Os portugueses organizam uma resistência, para combater Napoleão; com o auxílio de tropas inglesas e espanholas conseguem em alguns meses expulsar as tropas napoleônicas do território português.

Em 7 de março de 1808 chegam ao Rio de Janeiro.

Chegada Dom João a Igreja do Rosário no Rio de Janeiro
Chegada Dom João a Igreja do Rosário no Rio de Janeiro

Pintura de Armando Viana Museu da Cidade - RJ

Termina assim a época dos vice-reis do Brasil. Mais tarde Dom João VI eleva a colônia ao nível de Reino Unido a Portugal e Algarves os títulos de vice-reis eram para na prática dar mais autoridade ao cargo, antes essa posição tinha o nome de Governador Geral do Brasil.

Às quatro horas da tarde do dia 8 de março de 1808 a família real desembarcou. Dom João desceu do navio Príncipe Real e passou para um bergantim (uma embarcação de pequeno porte) e assim pode aportar ao cais. Ao mesmo tempo Dona Carlota e os filhos desceram do navio Afonso d´Albuquerque, apenas Dona Maria permaneceu a bordo. Só no dia 10 de março Dom João volta ao navio Príncipe Real para acompanhar o desembarque da mãe; logo após seu desembarque a Rainha mãe Dona Maria I, ouviu um baque de uma portinhola e misturado com os ruídos de tiros de canhão e o alarido da população, ela se assustou e começou a gritar: Não me matem! Não me matem!

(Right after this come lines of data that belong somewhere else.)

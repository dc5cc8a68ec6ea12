//! Neighbor counting by kernel correlation.
//!
//! Each non-zero kernel offset contributes one whole-grid shifted add of a
//! 0/1 mask, processed as contiguous x-runs rather than per-cell neighborhood
//! scans. Every cell sees exactly the same boundary treatment.

use crate::automaton::grid::{Grid, Shape};
use crate::automaton::kernel::{Kernel, Offset};
use crate::error::ConfigError;

/// How neighbors beyond the grid edge are treated.
#[derive(Debug, Clone, Copy, Default, PartialEq, Eq, Hash)]
#[cfg_attr(feature = "serde", derive(serde::Serialize, serde::Deserialize))]
pub enum Boundary {
    /// Opposite edges are adjacent; indices wrap modulo the extent.
    Toroidal,
    /// Cells outside the grid contribute nothing.
    #[default]
    Fixed,
}

/// Weighted count of neighbors holding `code`, one entry per cell in z, y, x order.
///
/// Fails if the kernel and grid dimensionality differ.
pub fn neighbor_counts(
    grid: &Grid,
    kernel: &Kernel,
    boundary: Boundary,
    code: u8,
) -> Result<Vec<u32>, ConfigError> {
    kernel.check_shape(grid.shape())?;
    Ok(count_code(grid, kernel, boundary, code))
}

/// Neighbor counts for every code in `0..states`, one layer per code.
pub fn neighbor_counts_by_state(
    grid: &Grid,
    kernel: &Kernel,
    boundary: Boundary,
    states: u8,
) -> Result<Vec<Vec<u32>>, ConfigError> {
    kernel.check_shape(grid.shape())?;
    Ok((0..states)
        .map(|code| count_code(grid, kernel, boundary, code))
        .collect())
}

/// Count without re-checking dimensionality. Callers validate once up front.
pub(crate) fn count_code(grid: &Grid, kernel: &Kernel, boundary: Boundary, code: u8) -> Vec<u32> {
    let mask: Vec<u32> = grid
        .cells()
        .iter()
        .map(|&c| u32::from(c == code))
        .collect();
    correlate(&mask, grid.shape(), kernel, boundary)
}

/// `out[c] = sum over offsets o of weight(o) * mask[c + o]`.
fn correlate(mask: &[u32], shape: &Shape, kernel: &Kernel, boundary: Boundary) -> Vec<u32> {
    let mut out = vec![0u32; mask.len()];
    for offset in kernel.offsets() {
        shifted_add(&mut out, mask, shape, offset, boundary);
    }
    out
}

fn shifted_add(dst: &mut [u32], src: &[u32], shape: &Shape, offset: Offset, boundary: Boundary) {
    let width = shape.width();
    let weight = u32::from(offset.weight);

    for z in 0..shape.depth() {
        let Some(sz) = resolve(z, offset.dz, shape.depth(), boundary) else {
            continue;
        };
        for y in 0..shape.height() {
            let Some(sy) = resolve(y, offset.dy, shape.height(), boundary) else {
                continue;
            };
            let dst_start = shape.index_of(z, y, 0);
            let src_start = shape.index_of(sz, sy, 0);
            add_row(
                &mut dst[dst_start..dst_start + width],
                &src[src_start..src_start + width],
                offset.dx,
                weight,
                boundary,
            );
        }
    }
}

/// Source index along one axis, or `None` when it falls outside a fixed edge.
#[inline]
fn resolve(i: usize, delta: isize, extent: usize, boundary: Boundary) -> Option<usize> {
    let j = i as isize + delta;
    match boundary {
        Boundary::Toroidal => Some(j.rem_euclid(extent as isize) as usize),
        Boundary::Fixed => (0..extent as isize).contains(&j).then_some(j as usize),
    }
}

/// `dst[x] += weight * src[x + dx]` over one row.
fn add_row(dst: &mut [u32], src: &[u32], dx: isize, weight: u32, boundary: Boundary) {
    let width = dst.len();
    match boundary {
        Boundary::Toroidal => {
            let s = dx.rem_euclid(width as isize) as usize;
            accumulate(&mut dst[..width - s], &src[s..], weight);
            accumulate(&mut dst[width - s..], &src[..s], weight);
        }
        Boundary::Fixed => {
            let s = dx.unsigned_abs();
            if s >= width {
                return;
            }
            if dx >= 0 {
                accumulate(&mut dst[..width - s], &src[s..], weight);
            } else {
                accumulate(&mut dst[s..], &src[..width - s], weight);
            }
        }
    }
}

#[inline]
fn accumulate(dst: &mut [u32], src: &[u32], weight: u32) {
    for (d, &s) in dst.iter_mut().zip(src) {
        *d += weight * s;
    }
}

Foi imediatamente recolhida ao Paço.

A família real portuguesa desembarcou no antigo cais do Largo do Paço na atual Praça XV no Rio de Janeiro, é bom lembrar, que o cais ficava onde hoje existe a construção em forma de pirâmide (Chafariz da Pirâmide), mais tarde toda essa parte foi aterrada levando o atual cais das barcas Rio-Niterói para mais longe. Em tempo, a esquadra fundeou na Ilha das Cobras.